With fewer non-electric vehicles available on the market, California will also likely see a boom in demand for used vehicles, not only on the sales side, but also service and restoration. Some see, as an unintended consequence, older vehicles staying on the road much longer than they normally would have (think Cuba), polluting the air with emissions much worse than those that would come from a brand-new ICE vehicle with the latest technology.

The bottom line here is that if manufacturers are still allowed to build ICE vehicles anywhere else in the United States, they will be sold. The fact that they can’t be sold in California will certainly drive up the price of both new and used ICE vehicles in the state and perhaps nationally. In reality, this may be an intended consequence by making these conventional vehicles more expensive to erase some of the cost differential of going electric.

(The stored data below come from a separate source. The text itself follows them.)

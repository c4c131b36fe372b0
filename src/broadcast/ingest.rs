//! Update ingest
//!
//! Entry point for every producer. The store write always happens; only the
//! notification to live subscribers is allowed to be lost.

use std::sync::Arc;

use tokio::sync::mpsc;
use tokio::sync::mpsc::error::TrySendError;

use crate::location::{Location, LocationReport, ReportError};
use crate::stats::TrackerStats;
use crate::store::LocationStore;

/// Accepts location updates from producers
///
/// Cheap to clone; every producer can hold its own handle.
#[derive(Debug, Clone)]
pub struct UpdateIngest {
    store: Arc<LocationStore>,
    queue: mpsc::Sender<Location>,
    stats: Arc<TrackerStats>,
}

impl UpdateIngest {
    pub(crate) fn new(
        store: Arc<LocationStore>,
        queue: mpsc::Sender<Location>,
        stats: Arc<TrackerStats>,
    ) -> Self {
        Self {
            store,
            queue,
            stats,
        }
    }

    /// Store a location and queue it for broadcast
    ///
    /// Never blocks on the broadcast path: if the queue is full the update is
    /// still stored, only its notification is dropped. Returns the stored,
    /// timestamped copy.
    pub async fn submit(&self, location: Location) -> Location {
        let stored = self.store.upsert(location).await;
        self.stats.record_received();

        match self.queue.try_send(stored.clone()) {
            Ok(()) => {
                tracing::debug!(
                    asset_id = %stored.asset_id,
                    tenant = %stored.tenant_id,
                    "Location update queued"
                );
            }
            Err(TrySendError::Full(_)) => {
                let dropped = self.stats.record_dropped();
                tracing::warn!(
                    asset_id = %stored.asset_id,
                    dropped_total = dropped,
                    "Broadcast queue full, dropping update"
                );
            }
            Err(TrySendError::Closed(_)) => {
                let dropped = self.stats.record_dropped();
                tracing::warn!(
                    asset_id = %stored.asset_id,
                    dropped_total = dropped,
                    "Distributor not running, dropping update"
                );
            }
        }

        stored
    }

    /// Validate a report, then [`submit`](Self::submit) it
    pub async fn submit_report(&self, report: LocationReport) -> Result<Location, ReportError> {
        let location = report.into_location()?;
        Ok(self.submit(location).await)
    }

    /// Free slots left in the pending update queue
    pub fn queue_headroom(&self) -> usize {
        self.queue.capacity()
    }
}
//! REST handlers

use axum::extract::rejection::JsonRejection;
use axum::extract::{Path, Query, State};
use axum::Json;
use chrono::{SecondsFormat, Utc};
use serde::{Deserialize, Serialize};

use crate::location::{Location, LocationReport, TenantScope, DEFAULT_TENANT};
use crate::server::error::{ApiError, ApiResult};
use crate::server::state::AppState;
use crate::tracker::TrackerSnapshot;

/// Service name reported by the health check
pub const SERVICE_NAME: &str = "geo-tracker";

/// `?tenantId=` query parameter
#[derive(Debug, Default, Deserialize)]
#[serde(rename_all = "camelCase")]
pub struct TenantQuery {
    pub tenant_id: Option<String>,
}

#[derive(Debug, Serialize)]
pub struct HealthResponse {
    pub status: &'static str,
    pub service: &'static str,
    pub time: String,
}

#[derive(Debug, Serialize)]
#[serde(rename_all = "camelCase")]
pub struct ReceivedResponse {
    pub status: &'static str,
    pub asset_id: String,
}

pub async fn health() -> Json<HealthResponse> {
    Json(HealthResponse {
        status: "healthy",
        service: SERVICE_NAME,
        time: Utc::now().to_rfc3339_opts(SecondsFormat::Secs, true),
    })
}

pub async fn stats(State(state): State<AppState>) -> Json<TrackerSnapshot> {
    Json(state.tracker.stats().await)
}

/// List latest locations of one tenant
///
/// Without `tenantId` this lists the default tenant, not every tenant.
pub async fn list_locations(
    State(state): State<AppState>,
    Query(query): Query<TenantQuery>,
) -> Json<Vec<Location>> {
    let tenant = query
        .tenant_id
        .filter(|id| !id.is_empty())
        .unwrap_or_else(|| DEFAULT_TENANT.to_string());

    Json(state.tracker.locations(&TenantScope::Tenant(tenant)).await)
}

pub async fn get_location(
    State(state): State<AppState>,
    Path(asset_id): Path<String>,
) -> ApiResult<Json<Location>> {
    state
        .tracker
        .location(&asset_id)
        .await
        .map(Json)
        .ok_or_else(|| ApiError::not_found("Asset not found"))
}

pub async fn update_location(
    State(state): State<AppState>,
    payload: Result<Json<LocationReport>, JsonRejection>,
) -> ApiResult<Json<ReceivedResponse>> {
    let Json(report) = payload?;
    let location = state.tracker.submit(report).await?;

    tracing::debug!(
        asset_id = %location.asset_id,
        tenant = %location.tenant_id,
        "Location received over HTTP"
    );

    Ok(Json(ReceivedResponse {
        status: "received",
        asset_id: location.asset_id,
    }))
}
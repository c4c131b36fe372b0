//! HTTP routing

use axum::routing::get;
use axum::Router;
use tower_http::trace::TraceLayer;

use crate::server::handlers;
use crate::server::state::AppState;
use crate::server::websocket::websocket_handler;

/// Build the HTTP and WebSocket router
pub fn router(state: AppState) -> Router {
    let api = Router::new()
        .route("/health", get(handlers::health))
        .route("/stats", get(handlers::stats))
        .route(
            "/locations",
            get(handlers::list_locations).post(handlers::update_location),
        )
        .route("/locations/{asset_id}", get(handlers::get_location));

    Router::new()
        .nest("/api", api)
        .route("/ws", get(websocket_handler))
        .layer(TraceLayer::new_for_http())
        .with_state(state)
}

While manufacturers publicly state they understand the need for the new rules, they will, nonetheless be scrambling to meet the rather aggressive targets laid out by CARB. As currently written, the requirement call for 35% ZEVs by 2026 (which is now one traditional four-year product cycle away), 43% in 2027 and 51% by 2028. By 2031 76% of the vehicles sold must meet the standard, which will grow at a 6% rate annually until it hits 100% in 2035.

It's an ambitious goal especially when you consider that the average cost of a new EV is over $60,000 and there are only eight models with stickers below $40,000 on the market today. To meet the demand for new cars in California, which is about two million units per year, manufacturers will have to offer a much wider range of EVs, especially in lower price ranges.

Even though the push is for battery electric vehicles, we will likely see more hydrogen fuel cells and maybe even hydrogen internal combustion, which could conceivably meet the ZEV standard. The question of whether manufacturers will be allowed to use ZEV credits to continue to sell traditional cars and trucks is also left to be seen.

So far, the ban has little effect in the short run other than to generate some sensational headlines. Some rather big questions remain. Will manufacturers be able to scale up production of affordable electric cars to satisfy the market? Will car buyers embrace EVs? Will California’s electric grid, which is already is mandated to get 50% of its energy from renewable sources by 2030, be able to support this wholesale shift to EVs?

Even though there are 16 states that currently follow California emission standards, it’s not clear whether they are on board with these new requirements. The bottom line here is that for any ICE ban to work, you must ban fossil fuels and that’s not something that’s going to happen overnight. And as long as there some wiggle room built into the CARB rules, the death of the internal combustion engine in California and elsewhere, will be in the words of Mark Twain, greatly exaggerated.